=== Begin Enclosure ===
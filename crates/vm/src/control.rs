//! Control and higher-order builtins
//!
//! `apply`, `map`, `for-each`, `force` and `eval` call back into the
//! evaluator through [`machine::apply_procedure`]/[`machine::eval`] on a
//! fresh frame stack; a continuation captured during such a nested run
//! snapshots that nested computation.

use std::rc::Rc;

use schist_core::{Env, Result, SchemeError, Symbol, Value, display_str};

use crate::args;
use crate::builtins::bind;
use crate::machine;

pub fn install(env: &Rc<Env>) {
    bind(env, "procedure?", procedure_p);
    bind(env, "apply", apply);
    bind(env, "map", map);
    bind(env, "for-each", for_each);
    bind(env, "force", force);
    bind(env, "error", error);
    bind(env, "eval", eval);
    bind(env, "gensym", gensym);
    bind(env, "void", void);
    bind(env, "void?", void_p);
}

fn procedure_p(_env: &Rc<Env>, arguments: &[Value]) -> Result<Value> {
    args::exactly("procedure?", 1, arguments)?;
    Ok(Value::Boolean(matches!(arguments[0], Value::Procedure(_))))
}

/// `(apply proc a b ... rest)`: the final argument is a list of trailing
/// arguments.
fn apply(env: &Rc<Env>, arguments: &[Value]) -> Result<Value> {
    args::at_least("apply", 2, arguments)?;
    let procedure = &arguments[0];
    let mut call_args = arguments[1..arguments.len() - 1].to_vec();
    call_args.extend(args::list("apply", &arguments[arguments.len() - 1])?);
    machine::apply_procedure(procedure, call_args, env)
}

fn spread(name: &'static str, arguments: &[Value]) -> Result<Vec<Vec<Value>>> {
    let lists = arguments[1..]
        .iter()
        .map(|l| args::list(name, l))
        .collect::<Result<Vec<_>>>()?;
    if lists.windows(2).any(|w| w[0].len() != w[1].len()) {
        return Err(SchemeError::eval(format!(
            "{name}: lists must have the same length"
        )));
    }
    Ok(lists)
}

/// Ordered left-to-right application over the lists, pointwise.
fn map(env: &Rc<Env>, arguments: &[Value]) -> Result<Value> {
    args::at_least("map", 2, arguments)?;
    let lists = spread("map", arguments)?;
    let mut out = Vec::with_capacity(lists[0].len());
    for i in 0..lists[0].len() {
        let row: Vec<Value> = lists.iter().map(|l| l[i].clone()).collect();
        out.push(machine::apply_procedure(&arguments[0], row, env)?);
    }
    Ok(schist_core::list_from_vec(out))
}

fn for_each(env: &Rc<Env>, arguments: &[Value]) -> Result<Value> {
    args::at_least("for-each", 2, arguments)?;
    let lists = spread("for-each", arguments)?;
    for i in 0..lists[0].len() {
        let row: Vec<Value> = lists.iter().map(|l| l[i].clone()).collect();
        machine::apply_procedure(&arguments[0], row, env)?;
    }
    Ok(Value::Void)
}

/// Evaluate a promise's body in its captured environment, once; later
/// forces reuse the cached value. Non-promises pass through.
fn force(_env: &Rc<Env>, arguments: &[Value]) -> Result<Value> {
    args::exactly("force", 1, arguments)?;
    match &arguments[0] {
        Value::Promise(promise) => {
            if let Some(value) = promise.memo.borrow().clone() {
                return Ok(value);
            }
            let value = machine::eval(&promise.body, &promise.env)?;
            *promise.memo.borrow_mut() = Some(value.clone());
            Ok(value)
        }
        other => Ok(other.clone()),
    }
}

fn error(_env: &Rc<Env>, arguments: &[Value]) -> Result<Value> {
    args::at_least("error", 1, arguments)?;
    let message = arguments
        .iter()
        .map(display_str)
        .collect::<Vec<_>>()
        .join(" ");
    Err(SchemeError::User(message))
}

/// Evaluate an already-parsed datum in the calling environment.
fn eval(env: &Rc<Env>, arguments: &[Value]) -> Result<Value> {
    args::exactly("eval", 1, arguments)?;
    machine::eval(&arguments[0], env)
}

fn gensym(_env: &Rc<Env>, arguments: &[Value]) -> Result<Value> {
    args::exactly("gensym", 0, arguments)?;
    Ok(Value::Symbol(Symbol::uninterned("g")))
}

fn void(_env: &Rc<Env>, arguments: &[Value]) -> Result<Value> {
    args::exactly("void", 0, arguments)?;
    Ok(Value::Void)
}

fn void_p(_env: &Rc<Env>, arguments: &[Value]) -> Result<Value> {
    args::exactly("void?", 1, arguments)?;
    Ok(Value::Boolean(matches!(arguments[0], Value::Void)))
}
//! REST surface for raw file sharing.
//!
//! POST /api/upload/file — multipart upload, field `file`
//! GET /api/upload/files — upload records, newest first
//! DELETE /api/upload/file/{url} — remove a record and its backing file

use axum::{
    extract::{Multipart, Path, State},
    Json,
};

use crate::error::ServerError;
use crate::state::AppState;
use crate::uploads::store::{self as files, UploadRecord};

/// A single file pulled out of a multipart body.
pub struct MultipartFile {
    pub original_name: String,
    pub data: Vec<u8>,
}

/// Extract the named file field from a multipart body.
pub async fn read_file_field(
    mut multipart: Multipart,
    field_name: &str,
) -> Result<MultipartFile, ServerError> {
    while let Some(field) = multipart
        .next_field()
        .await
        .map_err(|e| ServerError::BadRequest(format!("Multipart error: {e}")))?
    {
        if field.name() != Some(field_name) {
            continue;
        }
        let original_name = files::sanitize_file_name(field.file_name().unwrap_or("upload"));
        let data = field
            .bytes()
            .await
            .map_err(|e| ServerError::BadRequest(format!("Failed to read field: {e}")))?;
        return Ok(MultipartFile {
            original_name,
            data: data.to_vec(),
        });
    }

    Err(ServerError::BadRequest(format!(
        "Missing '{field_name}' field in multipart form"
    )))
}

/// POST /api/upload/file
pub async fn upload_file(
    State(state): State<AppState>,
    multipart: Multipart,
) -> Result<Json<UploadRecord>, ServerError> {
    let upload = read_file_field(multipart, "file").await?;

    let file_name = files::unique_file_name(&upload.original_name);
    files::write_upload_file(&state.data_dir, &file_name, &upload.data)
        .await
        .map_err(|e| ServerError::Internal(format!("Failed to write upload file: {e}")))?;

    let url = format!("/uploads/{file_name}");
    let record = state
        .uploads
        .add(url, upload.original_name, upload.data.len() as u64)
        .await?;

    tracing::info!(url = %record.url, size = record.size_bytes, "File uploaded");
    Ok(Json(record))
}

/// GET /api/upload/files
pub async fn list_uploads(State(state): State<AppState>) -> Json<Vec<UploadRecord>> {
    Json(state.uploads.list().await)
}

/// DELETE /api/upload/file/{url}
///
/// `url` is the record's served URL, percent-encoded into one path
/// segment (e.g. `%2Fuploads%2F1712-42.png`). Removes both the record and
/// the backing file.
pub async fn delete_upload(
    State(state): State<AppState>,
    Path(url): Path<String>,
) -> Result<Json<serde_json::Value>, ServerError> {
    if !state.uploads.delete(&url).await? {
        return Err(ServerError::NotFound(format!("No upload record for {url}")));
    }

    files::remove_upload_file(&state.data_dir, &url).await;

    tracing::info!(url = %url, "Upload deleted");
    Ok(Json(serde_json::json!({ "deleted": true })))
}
=== End Enclosure ===
### Task description:
Each line of the records should be transcribed without change.

### Expected output:
filename crates/vm/src/control.rs
//! Control and higher-order builtins
//!
//! `apply`, `map`, `for-each`, `force` and `eval` call back into the
//! evaluator through [`machine::apply_procedure`]/[`machine::eval`] on a
//! fresh frame stack; a continuation captured during such a nested run
//! snapshots that nested computation.

use std::rc::Rc;

use schist_core::{Env, Result, SchemeError, Symbol, Value, display_str};

use crate::args;
use crate::builtins::bind;
use crate::machine;

pub fn install(env: &Rc<Env>) {
    bind(env, "procedure?", procedure_p);
    bind(env, "apply", apply);
    bind(env, "map", map);
    bind(env, "for-each", for_each);
    bind(env, "force", force);
    bind(env, "error", error);
    bind(env, "eval", eval);
    bind(env, "gensym", gensym);
    bind(env, "void", void);
    bind(env, "void?", void_p);
}

fn procedure_p(_env: &Rc<Env>, arguments: &[Value]) -> Result<Value> {
    args::exactly("procedure?", 1, arguments)?;
    Ok(Value::Boolean(matches!(arguments[0], Value::Procedure(_))))
}

/// `(apply proc a b ... rest)`: the final argument is a list of trailing
/// arguments.
fn apply(env: &Rc<Env>, arguments: &[Value]) -> Result<Value> {
    args::at_least("apply", 2, arguments)?;
    let procedure = &arguments[0];
    let mut call_args = arguments[1..arguments.len() - 1].to_vec();
    call_args.extend(args::list("apply", &arguments[arguments.len() - 1])?);
    machine::apply_procedure(procedure, call_args, env)
}

fn spread(name: &'static str, arguments: &[Value]) -> Result<Vec<Vec<Value>>> {
    let lists = arguments[1..]
        .iter()
        .map(|l| args::list(name, l))
        .collect::<Result<Vec<_>>>()?;
    if lists.windows(2).any(|w| w[0].len() != w[1].len()) {
        return Err(SchemeError::eval(format!(
            "{name}: lists must have the same length"
        )));
    }
    Ok(lists)
}

/// Ordered left-to-right application over the lists, pointwise.
fn map(env: &Rc<Env>, arguments: &[Value]) -> Result<Value> {
    args::at_least("map", 2, arguments)?;
    let lists = spread("map", arguments)?;
    let mut out = Vec::with_capacity(lists[0].len());
    for i in 0..lists[0].len() {
        let row: Vec<Value> = lists.iter().map(|l| l[i].clone()).collect();
        out.push(machine::apply_procedure(&arguments[0], row, env)?);
    }
    Ok(schist_core::list_from_vec(out))
}

fn for_each(env: &Rc<Env>, arguments: &[Value]) -> Result<Value> {
    args::at_least("for-each", 2, arguments)?;
    let lists = spread("for-each", arguments)?;
    for i in 0..lists[0].len() {
        let row: Vec<Value> = lists.iter().map(|l| l[i].clone()).collect();
        machine::apply_procedure(&arguments[0], row, env)?;
    }
    Ok(Value::Void)
}

/// Evaluate a promise's body in its captured environment, once; later
/// forces reuse the cached value. Non-promises pass through.
fn force(_env: &Rc<Env>, arguments: &[Value]) -> Result<Value> {
    args::exactly("force", 1, arguments)?;
    match &arguments[0] {
        Value::Promise(promise) => {
            if let Some(value) = promise.memo.borrow().clone() {
                return Ok(value);
            }
            let value = machine::eval(&promise.body, &promise.env)?;
            *promise.memo.borrow_mut() = Some(value.clone());
            Ok(value)
        }
        other => Ok(other.clone()),
    }
}

fn error(_env: &Rc<Env>, arguments: &[Value]) -> Result<Value> {
    args::at_least("error", 1, arguments)?;
    let message = arguments
        .iter()
        .map(display_str)
        .collect::<Vec<_>>()
        .join(" ");
    Err(SchemeError::User(message))
}

/// Evaluate an already-parsed datum in the calling environment.
fn eval(env: &Rc<Env>, arguments: &[Value]) -> Result<Value> {
    args::exactly("eval", 1, arguments)?;
    machine::eval(&arguments[0], env)
}

fn gensym(_env: &Rc<Env>, arguments: &[Value]) -> Result<Value> {
    args::exactly("gensym", 0, arguments)?;
    Ok(Value::Symbol(Symbol::uninterned("g")))
}

fn void(_env: &Rc<Env>, arguments: &[Value]) -> Result<Value> {
    args::exactly("void", 0, arguments)?;
    Ok(Value::Void)
}

fn void_p(_env: &Rc<Env>, arguments: &[Value]) -> Result<Value> {
    args::exactly("void?", 1, arguments)?;
    Ok(Value::Boolean(matches!(arguments[0], Value::Void)))
}
//! REST surface for raw file sharing.
//!
//! POST /api/upload/file — multipart upload, field `file`
//! GET /api/upload/files — upload records, newest first
//! DELETE /api/upload/file/{url} — remove a record and its backing file

use axum::{
    extract::{Multipart, Path, State},
    Json,
};

use crate::error::ServerError;
use crate::state::AppState;
use crate::uploads::store::{self as files, UploadRecord};

/// A single file pulled out of a multipart body.
pub struct MultipartFile {
    pub original_name: String,
    pub data: Vec<u8>,
}

/// Extract the named file field from a multipart body.
pub async fn read_file_field(
    mut multipart: Multipart,
    field_name: &str,
) -> Result<MultipartFile, ServerError> {
    while let Some(field) = multipart
        .next_field()
        .await
        .map_err(|e| ServerError::BadRequest(format!("Multipart error: {e}")))?
    {
        if field.name() != Some(field_name) {
            continue;
        }
        let original_name = files::sanitize_file_name(field.file_name().unwrap_or("upload"));
        let data = field
            .bytes()
            .await
            .map_err(|e| ServerError::BadRequest(format!("Failed to read field: {e}")))?;
        return Ok(MultipartFile {
            original_name,
            data: data.to_vec(),
        });
    }

    Err(ServerError::BadRequest(format!(
        "Missing '{field_name}' field in multipart form"
    )))
}

/// POST /api/upload/file
pub async fn upload_file(
    State(state): State<AppState>,
    multipart: Multipart,
) -> Result<Json<UploadRecord>, ServerError> {
    let upload = read_file_field(multipart, "file").await?;

    let file_name = files::unique_file_name(&upload.original_name);
    files::write_upload_file(&state.data_dir, &file_name, &upload.data)
        .await
        .map_err(|e| ServerError::Internal(format!("Failed to write upload file: {e}")))?;

    let url = format!("/uploads/{file_name}");
    let record = state
        .uploads
        .add(url, upload.original_name, upload.data.len() as u64)
        .await?;

    tracing::info!(url = %record.url, size = record.size_bytes, "File uploaded");
    Ok(Json(record))
}

/// GET /api/upload/files
pub async fn list_uploads(State(state): State<AppState>) -> Json<Vec<UploadRecord>> {
    Json(state.uploads.list().await)
}

/// DELETE /api/upload/file/{url}
///
/// `url` is the record's served URL, percent-encoded into one path
/// segment (e.g. `%2Fuploads%2F1712-42.png`). Removes both the record and
/// the backing file.
pub async fn delete_upload(
    State(state): State<AppState>,
    Path(url): Path<String>,
) -> Result<Json<serde_json::Value>, ServerError> {
    if !state.uploads.delete(&url).await? {
        return Err(ServerError::NotFound(format!("No upload record for {url}")));
    }

    files::remove_upload_file(&state.data_dir, &url).await;

    tracing::info!(url = %url, "Upload deleted");
    Ok(Json(serde_json::json!({ "deleted": true })))
}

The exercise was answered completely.